To create the sketch for this week, I took the text from the main page of the syllabus for each of my classes this semester and played with it a bit. I thought it would be interesting to see if any patterns popped out!
If you’re curious, my classes this semester are “Programming A to Z”, “Reading and Writing Electronic Text”, “Time”, and “Imagination and Distributed Learning.” As far as the details of the execution of this sketch, I copied all of my syllabi from my classes and compiled them into one file called “syllabi.txt”. I didn’t do much massaging of the data beforehand, with the exception of removing student names, websites, and email addresses.
Following the challenge flow, I imported the text. I had it join by space, “ “, then broke up the text up by separating each thing that wasn’t a space and adding it to an array. Once I had the words in an array, I could see which ones were most and least common. From there, I broke the words up into groups based on how many occurrences there were of each word. (These groups are 100+, 50-99, 25-49, 15-24, 10-14, and then groups for each word that had 9, 8, 7, 6, 5, 4, 3, 2, and 1 instances in the text.)
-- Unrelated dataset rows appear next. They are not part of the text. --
//! Reading and conditionally writing back one resource.
//!
//! # Save Sequence
//!
//! ```text
//! begin_save(uri)  ── SaveInFlight if another save is running
//!      │
//! PUT  (if-match: <etag>)  ── 412 → Conflict, other status → Status
//!      │
//! HEAD                     ── failure → Refresh (the write stands)
//!      │
//! new metadata
//! ```

use crate::client::{check_status, Transport};
use crate::error::{EditorError, Result};
use crate::protocol::headers;
use crate::store::SessionContext;
use crate::types::{ResourceMetadata, WebRequest, WebResponse};
use bytes::Bytes;
use http::Method;
use std::sync::Arc;

/// A successful read.
#[derive(Debug, Clone, PartialEq, Eq)]
pub struct LoadedResource {
    pub body: String,
    /// `content_type` is `None` when neither the headers nor the session knew it
    pub metadata: ResourceMetadata,
}

/// Orchestrates GET, conditional PUT and the follow-up HEAD for a resource.
#[derive(Clone)]
pub struct PersistenceController {
    transport: Arc<dyn Transport>,
    session: SessionContext,
}

impl PersistenceController {
    pub fn new(transport: Arc<dyn Transport>, session: SessionContext) -> Self {
        PersistenceController { transport, session }
    }

    pub fn session(&self) -> &SessionContext {
        &self.session
    }

    /// Read `uri`.
    ///
    /// A missing or empty body is an error: the editor never shows an empty
    /// buffer in place of content it could not read.
    pub async fn load(&self, uri: &str) -> Result<LoadedResource> {
        tracing::debug!("GET {}", uri);
        let response = self.transport.web_operation(uri, WebRequest::get()).await?;
        check_status(&Method::GET, &response)?;

        let body = match response.response_text() {
            Some(text) if !text.is_empty() => text.to_string(),
            _ => {
                tracing::warn!("No text in response for {}", uri);
                return Err(EditorError::MissingBody);
            }
        };

        let metadata = self.metadata_for(uri, &response);
        if metadata.allowed_methods.is_none() {
            tracing::warn!("No Allow header from this server for {}", uri);
        }
        if metadata.entity_tag.is_none() {
            tracing::debug!("No ETag on GET {}", uri);
        }
        self.session.mark_requested(uri);

        Ok(LoadedResource { body, metadata })
    }

    /// Write `body` back to `uri`, then re-read its metadata.
    ///
    /// A known `entity_tag` is sent as `If-Match`, so a write racing another
    /// writer fails with [`EditorError::Conflict`]. If the write succeeds but
    /// the follow-up HEAD fails, the result is [`EditorError::Refresh`]; the
    /// write is not undone.
    pub async fn save(
        &self,
        uri: &str,
        body: &str,
        content_type: Option<&str>,
        entity_tag: Option<&str>,
    ) -> Result<ResourceMetadata> {
        let _guard = self.session.begin_save(uri)?;

        let mut request = WebRequest::new(Method::PUT);
        request.body = Some(Bytes::from(body.to_string()));
        request.content_type = content_type.map(str::to_string);
        if let Some(etag) = entity_tag {
            request = request.with_if_match(etag);
        }

        tracing::debug!("PUT {} (if-match: {:?})", uri, entity_tag);
        let response = self.transport.web_operation(uri, request).await?;
        check_status(&Method::PUT, &response)?;

        let metadata = self
            .refresh_metadata(uri)
            .await
            .map_err(|e| EditorError::Refresh(Box::new(e)))?;
        tracing::info!("Saved {} (etag now {:?})", uri, metadata.entity_tag);
        Ok(metadata)
    }

    /// Re-read the metadata of `uri` with a HEAD request.
    ///
    /// The entity tag always comes from this response, never from an earlier
    /// record, since the write just made any recorded tag stale.
    pub async fn refresh_metadata(&self, uri: &str) -> Result<ResourceMetadata> {
        tracing::debug!("HEAD {}", uri);
        let response = self.transport.web_operation(uri, WebRequest::head()).await?;
        check_status(&Method::HEAD, &response)?;

        let mut metadata = self.metadata_for(uri, &response);
        metadata.entity_tag = ResourceMetadata::from_values(None, None, response.etag()).entity_tag;
        if response.content_type().is_none() {
            if let Some(content_type) = &metadata.content_type {
                let mut recorded = response.headers.clone();
                recorded.insert(headers::CONTENT_TYPE.to_string(), content_type.clone());
                self.session.record_response(uri, &recorded);
            }
        }
        Ok(metadata)
    }

    /// Metadata from the response headers.
    ///
    /// Without a content type in the headers, the session's record supplies it
    /// along with any header this response left out.
    fn metadata_for(&self, uri: &str, response: &WebResponse) -> ResourceMetadata {
        if let Some(metadata) = ResourceMetadata::from_response(response) {
            self.session.record_response(uri, &response.headers);
            return metadata;
        }
        let observed = ResourceMetadata::from_values(None, response.allow(), response.etag());
        match self.session.fallback_metadata(uri) {
            Some(recorded) => ResourceMetadata {
                content_type: recorded.content_type,
                allowed_methods: observed.allowed_methods.or(recorded.allowed_methods),
                entity_tag: observed.entity_tag.or(recorded.entity_tag),
            },
            None => {
                tracing::debug!("No content type for {} in headers or session", uri);
                observed
            }
        }
    }
}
Next, I created a sentence by displaying random words from each grouping arranged in order using the groupings above (in that order.) I also did a little work to figure out how to capitalize the first word of the sentence and added a number of random punctuation options to put at the end. I also tried creating a reset button, but I wasn’t able to figure out how to clear the previous text so that it didn’t show from behind, so I just left it off. One other quirk for this assignment is that there are a number of the last parts of contractions, ie ‘ve’, ‘s’, ‘t’ and a number of roman numbers that appear in the text; however, i did use a RegEx, (!/\d+/), to prevent numbers from appearing in the results.
Personally, I didn’t necessarily feel like there was a pattern to pull from the sentences that came up for me; however, I do appreciate how the rarer words appear at the end of the sentence, making it more interesting as you go along. I hope you enjoy learning about what I’ll be learning about this semester!